Working data -
□ □ □ □ □ □ □

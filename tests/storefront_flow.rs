use axum_storefront_api::{
    config::AuthConfig,
    db::{create_orm_conn, create_pool, run_migrations},
    dto::{
        auth::RegisterRequest,
        cart::{CartLine, CheckoutRequest},
        categories::CategoryRequest,
        orders::UpdateOrderStatusRequest,
        products::CreateProductRequest,
    },
    error::AppError,
    gateway::PaymentGateway,
    middleware::auth::AuthUser,
    models::OrderStatus,
    routes::params::{OrderListQuery, Pagination, SortOrder},
    services::{account_service, admin_service, category_service, order_service, product_service},
    state::AppState,
};
use sea_orm::{ConnectionTrait, Statement};

// Full purchase flow against a real database: admin builds the catalog, a
// buyer checks out through the sandbox gateway, and the admin walks the
// order through its lifecycle. A declined charge must leave no trace.
#[tokio::test]
async fn purchase_and_fulfillment_flow() -> anyhow::Result<()> {
    // Allow skipping when no DB is configured in the environment.
    let database_url = match std::env::var("TEST_DATABASE_URL")
        .or_else(|_| std::env::var("DATABASE_URL"))
    {
        Ok(url) => url,
        Err(_) => {
            eprintln!(
                "Skipping test: set TEST_DATABASE_URL or DATABASE_URL to run integration flow tests."
            );
            return Ok(());
        }
    };

    let state = setup_state(&database_url, PaymentGateway::sandbox()).await?;

    let buyer = register_user(&state, "buyer@example.com", "user").await?;
    let admin = register_user(&state, "admin@example.com", "admin").await?;

    // Admin builds the catalog.
    let category = category_service::create_category(
        &state,
        &admin,
        CategoryRequest {
            name: "Home Living".into(),
        },
    )
    .await?
    .data
    .unwrap();
    assert_eq!(category.slug, "Home-Living");

    let product = product_service::create_product(
        &state,
        &admin,
        CreateProductRequest {
            name: "Test Widget".into(),
            description: "A product for testing".into(),
            price: 1000,
            quantity: 10,
            shipping: true,
            category_id: category.id,
            photo: None,
            photo_content_type: None,
        },
    )
    .await?
    .data
    .unwrap();

    // A non-admin cannot build the catalog.
    let err = category_service::create_category(
        &state,
        &buyer,
        CategoryRequest {
            name: "Shoes".into(),
        },
    )
    .await
    .unwrap_err();
    assert!(matches!(err, AppError::Forbidden));

    // A category with products attached cannot be deleted.
    let err = category_service::delete_category(&state, &admin, category.id)
        .await
        .unwrap_err();
    assert!(matches!(err, AppError::Validation(_)));

    // Checkout: two units, repriced server-side.
    let checkout = order_service::checkout(
        &state,
        &buyer,
        CheckoutRequest {
            nonce: "fake-payment-nonce".into(),
            cart: vec![
                CartLine {
                    product_id: product.id,
                    quantity: 1,
                },
                CartLine {
                    product_id: product.id,
                    quantity: 1,
                },
            ],
        },
    )
    .await?
    .data
    .unwrap();

    assert_eq!(checkout.order.total_amount, 2000);
    assert_eq!(checkout.order.status, OrderStatus::NotProcessed);
    assert!(checkout.order.payment_success);
    assert_eq!(checkout.items.len(), 1);
    assert_eq!(checkout.items[0].quantity, 2);

    // Stock decremented.
    let listed = product_service::get_product(&state, &product.slug)
        .await?
        .data
        .unwrap();
    assert_eq!(listed.quantity, 8);

    // Exactly one order exists for the buyer.
    let orders = order_service::list_orders(&state, &buyer, default_order_query())
        .await?
        .data
        .unwrap();
    assert_eq!(orders.items.len(), 1);

    // A declined charge persists nothing.
    let declining = AppState {
        gateway: PaymentGateway::declining(),
        ..state.clone()
    };
    let err = order_service::checkout(
        &declining,
        &buyer,
        CheckoutRequest {
            nonce: "fake-payment-nonce".into(),
            cart: vec![CartLine {
                product_id: product.id,
                quantity: 1,
            }],
        },
    )
    .await
    .unwrap_err();
    assert!(matches!(err, AppError::Upstream(_)));

    let orders = order_service::list_orders(&state, &buyer, default_order_query())
        .await?
        .data
        .unwrap();
    assert_eq!(orders.items.len(), 1, "declined charge must not create an order");

    let listed = product_service::get_product(&state, &product.slug)
        .await?
        .data
        .unwrap();
    assert_eq!(listed.quantity, 8, "declined charge must not touch stock");

    let order_id = orders.items[0].id;

    // Buyers cannot move the lifecycle; admins can, forward only.
    let err = admin_service::update_order_status(
        &state,
        &buyer,
        order_id,
        UpdateOrderStatusRequest {
            status: OrderStatus::Processing,
        },
    )
    .await
    .unwrap_err();
    assert!(matches!(err, AppError::Forbidden));

    let updated = admin_service::update_order_status(
        &state,
        &admin,
        order_id,
        UpdateOrderStatusRequest {
            status: OrderStatus::Shipped,
        },
    )
    .await?
    .data
    .unwrap();
    assert_eq!(updated.status, OrderStatus::Shipped);

    // Retrying the same status is an idempotent no-op.
    let retried = admin_service::update_order_status(
        &state,
        &admin,
        order_id,
        UpdateOrderStatusRequest {
            status: OrderStatus::Shipped,
        },
    )
    .await?
    .data
    .unwrap();
    assert_eq!(retried.status, OrderStatus::Shipped);

    // Moving backwards is rejected.
    let err = admin_service::update_order_status(
        &state,
        &admin,
        order_id,
        UpdateOrderStatusRequest {
            status: OrderStatus::Processing,
        },
    )
    .await
    .unwrap_err();
    assert!(matches!(err, AppError::Validation(_)));

    // Admin sees the order in the global list.
    let all = admin_service::list_all_orders(&state, &admin, default_order_query())
        .await?
        .data
        .unwrap();
    assert!(all.items.iter().any(|o| o.id == order_id));

    Ok(())
}

fn default_order_query() -> OrderListQuery {
    OrderListQuery {
        pagination: Pagination {
            page: Some(1),
            per_page: Some(20),
        },
        status: None,
        sort_order: Some(SortOrder::Desc),
    }
}

async fn setup_state(database_url: &str, gateway: PaymentGateway) -> anyhow::Result<AppState> {
    let pool = create_pool(database_url).await?;
    let orm = create_orm_conn(database_url).await?;
    run_migrations(&orm).await?;

    // Clean tables between runs.
    let backend = orm.get_database_backend();
    orm.execute(Statement::from_string(
        backend,
        "TRUNCATE TABLE order_items, orders, products, categories, audit_logs, users RESTART IDENTITY CASCADE",
    ))
    .await?;

    Ok(AppState {
        pool,
        orm,
        gateway,
        auth: AuthConfig {
            jwt_secret: "test-secret".into(),
            token_ttl_hours: 1,
        },
    })
}

async fn register_user(state: &AppState, email: &str, role: &str) -> anyhow::Result<AuthUser> {
    let user = account_service::register(
        &state.pool,
        RegisterRequest {
            name: "Test User".into(),
            email: email.into(),
            password: "iloveecomm".into(),
            phone: "1234567890".into(),
            address: "1 Test Street".into(),
            answer: "testing".into(),
        },
    )
    .await
    .map_err(|e| anyhow::anyhow!(e.to_string()))?
    .data
    .unwrap();

    if role != "user" {
        sqlx::query("UPDATE users SET role = $2 WHERE id = $1")
            .bind(user.id)
            .bind(role)
            .execute(&state.pool)
            .await?;
    }

    Ok(AuthUser {
        user_id: user.id,
        role: role.into(),
    })
}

□ □ □ □ □ □ □

Task item - Each line of the listing must appear in the answer exactly as above.

Written solution -
filename tests/storefront_flow.rs
use axum_storefront_api::{
    config::AuthConfig,
    db::{create_orm_conn, create_pool, run_migrations},
    dto::{
        auth::RegisterRequest,
        cart::{CartLine, CheckoutRequest},
        categories::CategoryRequest,
        orders::UpdateOrderStatusRequest,
        products::CreateProductRequest,
    },
    error::AppError,
    gateway::PaymentGateway,
    middleware::auth::AuthUser,
    models::OrderStatus,
    routes::params::{OrderListQuery, Pagination, SortOrder},
    services::{account_service, admin_service, category_service, order_service, product_service},
    state::AppState,
};
use sea_orm::{ConnectionTrait, Statement};

// Full purchase flow against a real database: admin builds the catalog, a
// buyer checks out through the sandbox gateway, and the admin walks the
// order through its lifecycle. A declined charge must leave no trace.
#[tokio::test]
async fn purchase_and_fulfillment_flow() -> anyhow::Result<()> {
    // Allow skipping when no DB is configured in the environment.
    let database_url = match std::env::var("TEST_DATABASE_URL")
        .or_else(|_| std::env::var("DATABASE_URL"))
    {
        Ok(url) => url,
        Err(_) => {
            eprintln!(
                "Skipping test: set TEST_DATABASE_URL or DATABASE_URL to run integration flow tests."
            );
            return Ok(());
        }
    };

    let state = setup_state(&database_url, PaymentGateway::sandbox()).await?;

    let buyer = register_user(&state, "buyer@example.com", "user").await?;
    let admin = register_user(&state, "admin@example.com", "admin").await?;

    // Admin builds the catalog.
    let category = category_service::create_category(
        &state,
        &admin,
        CategoryRequest {
            name: "Home Living".into(),
        },
    )
    .await?
    .data
    .unwrap();
    assert_eq!(category.slug, "Home-Living");

    let product = product_service::create_product(
        &state,
        &admin,
        CreateProductRequest {
            name: "Test Widget".into(),
            description: "A product for testing".into(),
            price: 1000,
            quantity: 10,
            shipping: true,
            category_id: category.id,
            photo: None,
            photo_content_type: None,
        },
    )
    .await?
    .data
    .unwrap();

    // A non-admin cannot build the catalog.
    let err = category_service::create_category(
        &state,
        &buyer,
        CategoryRequest {
            name: "Shoes".into(),
        },
    )
    .await
    .unwrap_err();
    assert!(matches!(err, AppError::Forbidden));

    // A category with products attached cannot be deleted.
    let err = category_service::delete_category(&state, &admin, category.id)
        .await
        .unwrap_err();
    assert!(matches!(err, AppError::Validation(_)));

    // Checkout: two units, repriced server-side.
    let checkout = order_service::checkout(
        &state,
        &buyer,
        CheckoutRequest {
            nonce: "fake-payment-nonce".into(),
            cart: vec![
                CartLine {
                    product_id: product.id,
                    quantity: 1,
                },
                CartLine {
                    product_id: product.id,
                    quantity: 1,
                },
            ],
        },
    )
    .await?
    .data
    .unwrap();

    assert_eq!(checkout.order.total_amount, 2000);
    assert_eq!(checkout.order.status, OrderStatus::NotProcessed);
    assert!(checkout.order.payment_success);
    assert_eq!(checkout.items.len(), 1);
    assert_eq!(checkout.items[0].quantity, 2);

    // Stock decremented.
    let listed = product_service::get_product(&state, &product.slug)
        .await?
        .data
        .unwrap();
    assert_eq!(listed.quantity, 8);

    // Exactly one order exists for the buyer.
    let orders = order_service::list_orders(&state, &buyer, default_order_query())
        .await?
        .data
        .unwrap();
    assert_eq!(orders.items.len(), 1);

    // A declined charge persists nothing.
    let declining = AppState {
        gateway: PaymentGateway::declining(),
        ..state.clone()
    };
    let err = order_service::checkout(
        &declining,
        &buyer,
        CheckoutRequest {
            nonce: "fake-payment-nonce".into(),
            cart: vec![CartLine {
                product_id: product.id,
                quantity: 1,
            }],
        },
    )
    .await
    .unwrap_err();
    assert!(matches!(err, AppError::Upstream(_)));

    let orders = order_service::list_orders(&state, &buyer, default_order_query())
        .await?
        .data
        .unwrap();
    assert_eq!(orders.items.len(), 1, "declined charge must not create an order");

    let listed = product_service::get_product(&state, &product.slug)
        .await?
        .data
        .unwrap();
    assert_eq!(listed.quantity, 8, "declined charge must not touch stock");

    let order_id = orders.items[0].id;

    // Buyers cannot move the lifecycle; admins can, forward only.
    let err = admin_service::update_order_status(
        &state,
        &buyer,
        order_id,
        UpdateOrderStatusRequest {
            status: OrderStatus::Processing,
        },
    )
    .await
    .unwrap_err();
    assert!(matches!(err, AppError::Forbidden));

    let updated = admin_service::update_order_status(
        &state,
        &admin,
        order_id,
        UpdateOrderStatusRequest {
            status: OrderStatus::Shipped,
        },
    )
    .await?
    .data
    .unwrap();
    assert_eq!(updated.status, OrderStatus::Shipped);

    // Retrying the same status is an idempotent no-op.
    let retried = admin_service::update_order_status(
        &state,
        &admin,
        order_id,
        UpdateOrderStatusRequest {
            status: OrderStatus::Shipped,
        },
    )
    .await?
    .data
    .unwrap();
    assert_eq!(retried.status, OrderStatus::Shipped);

    // Moving backwards is rejected.
    let err = admin_service::update_order_status(
        &state,
        &admin,
        order_id,
        UpdateOrderStatusRequest {
            status: OrderStatus::Processing,
        },
    )
    .await
    .unwrap_err();
    assert!(matches!(err, AppError::Validation(_)));

    // Admin sees the order in the global list.
    let all = admin_service::list_all_orders(&state, &admin, default_order_query())
        .await?
        .data
        .unwrap();
    assert!(all.items.iter().any(|o| o.id == order_id));

    Ok(())
}

fn default_order_query() -> OrderListQuery {
    OrderListQuery {
        pagination: Pagination {
            page: Some(1),
            per_page: Some(20),
        },
        status: None,
        sort_order: Some(SortOrder::Desc),
    }
}

async fn setup_state(database_url: &str, gateway: PaymentGateway) -> anyhow::Result<AppState> {
    let pool = create_pool(database_url).await?;
    let orm = create_orm_conn(database_url).await?;
    run_migrations(&orm).await?;

    // Clean tables between runs.
    let backend = orm.get_database_backend();
    orm.execute(Statement::from_string(
        backend,
        "TRUNCATE TABLE order_items, orders, products, categories, audit_logs, users RESTART IDENTITY CASCADE",
    ))
    .await?;

    Ok(AppState {
        pool,
        orm,
        gateway,
        auth: AuthConfig {
            jwt_secret: "test-secret".into(),
            token_ttl_hours: 1,
        },
    })
}

async fn register_user(state: &AppState, email: &str, role: &str) -> anyhow::Result<AuthUser> {
    let user = account_service::register(
        &state.pool,
        RegisterRequest {
            name: "Test User".into(),
            email: email.into(),
            password: "iloveecomm".into(),
            phone: "1234567890".into(),
            address: "1 Test Street".into(),
            answer: "testing".into(),
        },
    )
    .await
    .map_err(|e| anyhow::anyhow!(e.to_string()))?
    .data
    .unwrap();

    if role != "user" {
        sqlx::query("UPDATE users SET role = $2 WHERE id = $1")
            .bind(user.id)
            .bind(role)
            .execute(&state.pool)
            .await?;
    }

    Ok(AuthUser {
        user_id: user.id,
        role: role.into(),
    })
}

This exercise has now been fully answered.